- **Problem details**
What lines below hold the string "options"? Copy them all.

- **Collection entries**
________
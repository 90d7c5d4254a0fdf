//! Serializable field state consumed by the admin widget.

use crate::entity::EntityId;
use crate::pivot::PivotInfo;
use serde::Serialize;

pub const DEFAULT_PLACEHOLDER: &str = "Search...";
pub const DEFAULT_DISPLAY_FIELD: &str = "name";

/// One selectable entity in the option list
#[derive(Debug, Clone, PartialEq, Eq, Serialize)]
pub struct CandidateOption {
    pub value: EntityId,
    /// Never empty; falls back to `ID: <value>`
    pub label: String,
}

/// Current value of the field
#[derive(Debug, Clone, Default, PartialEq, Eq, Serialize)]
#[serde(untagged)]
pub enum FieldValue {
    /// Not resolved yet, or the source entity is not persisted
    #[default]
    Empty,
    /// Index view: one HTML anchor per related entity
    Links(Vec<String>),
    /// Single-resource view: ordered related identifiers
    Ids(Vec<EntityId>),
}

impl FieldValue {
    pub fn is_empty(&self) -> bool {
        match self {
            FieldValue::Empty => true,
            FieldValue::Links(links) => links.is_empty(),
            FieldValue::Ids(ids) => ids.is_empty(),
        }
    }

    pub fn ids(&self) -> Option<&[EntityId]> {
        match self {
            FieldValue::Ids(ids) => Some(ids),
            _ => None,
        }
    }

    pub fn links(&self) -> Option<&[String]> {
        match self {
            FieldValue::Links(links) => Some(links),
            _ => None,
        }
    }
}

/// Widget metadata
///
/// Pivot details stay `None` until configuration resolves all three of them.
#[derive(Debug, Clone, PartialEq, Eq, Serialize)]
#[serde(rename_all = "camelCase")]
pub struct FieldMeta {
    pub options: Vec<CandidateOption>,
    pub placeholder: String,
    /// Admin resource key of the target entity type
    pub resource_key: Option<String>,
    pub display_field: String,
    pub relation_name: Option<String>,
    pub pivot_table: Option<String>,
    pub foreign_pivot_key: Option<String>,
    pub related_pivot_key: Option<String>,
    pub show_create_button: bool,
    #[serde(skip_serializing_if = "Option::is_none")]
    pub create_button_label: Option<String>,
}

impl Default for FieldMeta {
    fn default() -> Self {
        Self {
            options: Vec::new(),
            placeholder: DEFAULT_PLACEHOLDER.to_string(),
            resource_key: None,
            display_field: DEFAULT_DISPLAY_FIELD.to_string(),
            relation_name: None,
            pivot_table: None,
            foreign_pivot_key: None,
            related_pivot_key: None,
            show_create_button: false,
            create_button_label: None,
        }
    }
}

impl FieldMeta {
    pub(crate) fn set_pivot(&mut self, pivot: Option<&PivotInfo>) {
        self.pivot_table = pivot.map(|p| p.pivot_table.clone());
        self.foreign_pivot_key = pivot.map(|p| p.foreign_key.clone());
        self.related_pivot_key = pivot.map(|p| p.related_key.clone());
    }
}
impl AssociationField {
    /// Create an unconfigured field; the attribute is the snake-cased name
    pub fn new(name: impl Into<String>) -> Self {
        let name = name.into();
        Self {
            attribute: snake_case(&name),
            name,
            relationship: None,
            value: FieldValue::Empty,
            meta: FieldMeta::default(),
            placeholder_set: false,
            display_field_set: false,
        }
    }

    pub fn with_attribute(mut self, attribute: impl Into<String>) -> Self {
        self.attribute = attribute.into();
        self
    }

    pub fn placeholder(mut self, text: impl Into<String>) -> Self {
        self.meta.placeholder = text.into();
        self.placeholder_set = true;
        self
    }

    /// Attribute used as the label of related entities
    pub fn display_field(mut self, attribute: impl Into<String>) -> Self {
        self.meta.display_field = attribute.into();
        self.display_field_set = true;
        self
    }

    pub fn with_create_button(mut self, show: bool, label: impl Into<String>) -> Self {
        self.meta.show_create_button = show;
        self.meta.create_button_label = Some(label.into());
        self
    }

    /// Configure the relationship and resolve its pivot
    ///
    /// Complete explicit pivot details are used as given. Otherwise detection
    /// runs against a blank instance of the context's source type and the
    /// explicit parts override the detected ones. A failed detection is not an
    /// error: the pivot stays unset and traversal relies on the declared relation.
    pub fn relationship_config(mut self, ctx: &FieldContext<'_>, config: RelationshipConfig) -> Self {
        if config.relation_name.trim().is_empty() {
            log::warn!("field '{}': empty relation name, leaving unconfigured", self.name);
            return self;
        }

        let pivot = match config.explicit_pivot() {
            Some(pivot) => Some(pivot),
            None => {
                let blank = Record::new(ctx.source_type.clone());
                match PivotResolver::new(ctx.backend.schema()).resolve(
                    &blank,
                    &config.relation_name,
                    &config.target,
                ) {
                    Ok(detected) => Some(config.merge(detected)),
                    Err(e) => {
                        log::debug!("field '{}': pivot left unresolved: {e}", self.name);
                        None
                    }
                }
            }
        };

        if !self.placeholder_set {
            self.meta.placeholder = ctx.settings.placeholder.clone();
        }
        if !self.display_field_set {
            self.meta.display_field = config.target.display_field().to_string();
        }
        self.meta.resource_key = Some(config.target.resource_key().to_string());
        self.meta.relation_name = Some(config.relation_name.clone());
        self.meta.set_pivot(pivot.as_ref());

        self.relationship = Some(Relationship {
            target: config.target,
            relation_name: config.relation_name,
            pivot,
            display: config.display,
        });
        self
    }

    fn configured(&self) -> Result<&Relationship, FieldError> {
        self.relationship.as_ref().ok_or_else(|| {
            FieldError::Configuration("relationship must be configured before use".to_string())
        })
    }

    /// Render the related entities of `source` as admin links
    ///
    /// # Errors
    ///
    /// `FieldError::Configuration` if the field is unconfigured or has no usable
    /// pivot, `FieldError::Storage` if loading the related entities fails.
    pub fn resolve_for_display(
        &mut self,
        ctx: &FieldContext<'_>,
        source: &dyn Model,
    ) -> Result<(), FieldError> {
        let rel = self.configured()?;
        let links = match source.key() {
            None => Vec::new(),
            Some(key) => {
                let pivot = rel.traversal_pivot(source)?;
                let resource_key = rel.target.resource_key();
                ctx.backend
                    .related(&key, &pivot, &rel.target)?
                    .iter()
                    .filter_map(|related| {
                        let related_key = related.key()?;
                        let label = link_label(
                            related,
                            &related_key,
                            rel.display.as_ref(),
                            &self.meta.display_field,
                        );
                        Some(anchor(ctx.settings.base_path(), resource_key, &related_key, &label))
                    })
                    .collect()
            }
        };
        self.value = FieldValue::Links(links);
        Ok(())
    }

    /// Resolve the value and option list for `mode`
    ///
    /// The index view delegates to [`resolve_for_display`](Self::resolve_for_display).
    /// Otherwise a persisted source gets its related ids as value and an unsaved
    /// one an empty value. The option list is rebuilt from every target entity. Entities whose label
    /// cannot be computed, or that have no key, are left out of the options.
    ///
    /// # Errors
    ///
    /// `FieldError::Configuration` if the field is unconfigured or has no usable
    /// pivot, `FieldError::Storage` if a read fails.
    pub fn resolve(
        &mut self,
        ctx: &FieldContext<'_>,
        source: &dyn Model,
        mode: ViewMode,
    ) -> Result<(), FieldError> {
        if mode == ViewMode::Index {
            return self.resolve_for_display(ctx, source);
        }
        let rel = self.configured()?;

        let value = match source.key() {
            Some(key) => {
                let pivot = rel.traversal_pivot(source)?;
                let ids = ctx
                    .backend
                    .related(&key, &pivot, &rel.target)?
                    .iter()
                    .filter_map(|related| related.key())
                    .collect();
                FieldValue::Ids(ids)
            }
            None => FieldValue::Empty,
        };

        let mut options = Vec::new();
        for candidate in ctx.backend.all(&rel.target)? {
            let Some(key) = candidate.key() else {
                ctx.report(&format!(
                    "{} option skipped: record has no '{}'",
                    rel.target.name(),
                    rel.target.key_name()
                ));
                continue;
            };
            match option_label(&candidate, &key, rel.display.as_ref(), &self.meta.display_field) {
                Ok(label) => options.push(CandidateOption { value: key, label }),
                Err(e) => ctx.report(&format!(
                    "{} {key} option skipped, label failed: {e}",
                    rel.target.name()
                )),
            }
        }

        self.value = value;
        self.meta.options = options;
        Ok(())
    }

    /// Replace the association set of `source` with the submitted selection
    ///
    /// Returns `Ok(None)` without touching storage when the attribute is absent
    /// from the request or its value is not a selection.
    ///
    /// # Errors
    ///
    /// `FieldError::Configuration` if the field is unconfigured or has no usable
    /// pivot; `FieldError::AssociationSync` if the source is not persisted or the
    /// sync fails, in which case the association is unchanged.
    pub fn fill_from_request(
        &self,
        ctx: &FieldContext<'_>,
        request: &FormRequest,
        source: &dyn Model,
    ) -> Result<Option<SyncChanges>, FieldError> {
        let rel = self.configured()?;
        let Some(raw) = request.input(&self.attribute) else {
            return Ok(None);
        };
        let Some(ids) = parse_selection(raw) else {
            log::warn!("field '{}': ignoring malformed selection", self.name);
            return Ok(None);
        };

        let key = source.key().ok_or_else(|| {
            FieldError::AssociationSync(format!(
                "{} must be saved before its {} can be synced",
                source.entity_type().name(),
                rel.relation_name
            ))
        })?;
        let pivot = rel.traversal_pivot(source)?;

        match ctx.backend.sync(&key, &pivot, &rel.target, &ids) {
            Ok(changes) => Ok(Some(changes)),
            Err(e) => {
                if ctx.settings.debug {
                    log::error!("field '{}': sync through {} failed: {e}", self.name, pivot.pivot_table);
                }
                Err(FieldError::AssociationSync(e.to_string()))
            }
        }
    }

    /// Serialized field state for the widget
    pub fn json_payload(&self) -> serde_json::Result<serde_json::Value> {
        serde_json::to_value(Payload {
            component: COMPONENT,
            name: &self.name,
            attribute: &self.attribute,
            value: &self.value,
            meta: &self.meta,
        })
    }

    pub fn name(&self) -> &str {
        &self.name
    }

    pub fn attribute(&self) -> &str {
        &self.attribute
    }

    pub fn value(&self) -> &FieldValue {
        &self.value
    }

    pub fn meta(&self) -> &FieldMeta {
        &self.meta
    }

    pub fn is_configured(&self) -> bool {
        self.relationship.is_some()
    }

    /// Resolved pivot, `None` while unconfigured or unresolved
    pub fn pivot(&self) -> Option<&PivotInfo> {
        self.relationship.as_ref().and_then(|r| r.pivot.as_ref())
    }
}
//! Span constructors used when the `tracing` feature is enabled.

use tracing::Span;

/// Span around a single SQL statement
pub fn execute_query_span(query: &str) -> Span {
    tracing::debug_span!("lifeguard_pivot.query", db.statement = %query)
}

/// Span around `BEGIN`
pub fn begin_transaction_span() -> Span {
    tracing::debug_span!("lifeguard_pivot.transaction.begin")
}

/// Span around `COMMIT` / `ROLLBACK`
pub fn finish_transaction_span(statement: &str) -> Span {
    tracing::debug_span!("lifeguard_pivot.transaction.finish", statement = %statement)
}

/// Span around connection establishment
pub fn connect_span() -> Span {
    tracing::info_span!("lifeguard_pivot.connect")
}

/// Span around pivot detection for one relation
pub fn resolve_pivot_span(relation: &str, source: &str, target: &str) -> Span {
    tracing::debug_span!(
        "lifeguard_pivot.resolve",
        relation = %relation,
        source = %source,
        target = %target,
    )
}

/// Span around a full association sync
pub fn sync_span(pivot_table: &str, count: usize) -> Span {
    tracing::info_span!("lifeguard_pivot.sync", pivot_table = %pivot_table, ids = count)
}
________
- **Result of this exercise**
    pub options: Vec<CandidateOption>,
            options: Vec::new(),
    /// cannot be computed, or that have no key, are left out of the options.
        let mut options = Vec::new();
                Ok(label) => options.push(CandidateOption { value: key, label }),
        self.meta.options = options;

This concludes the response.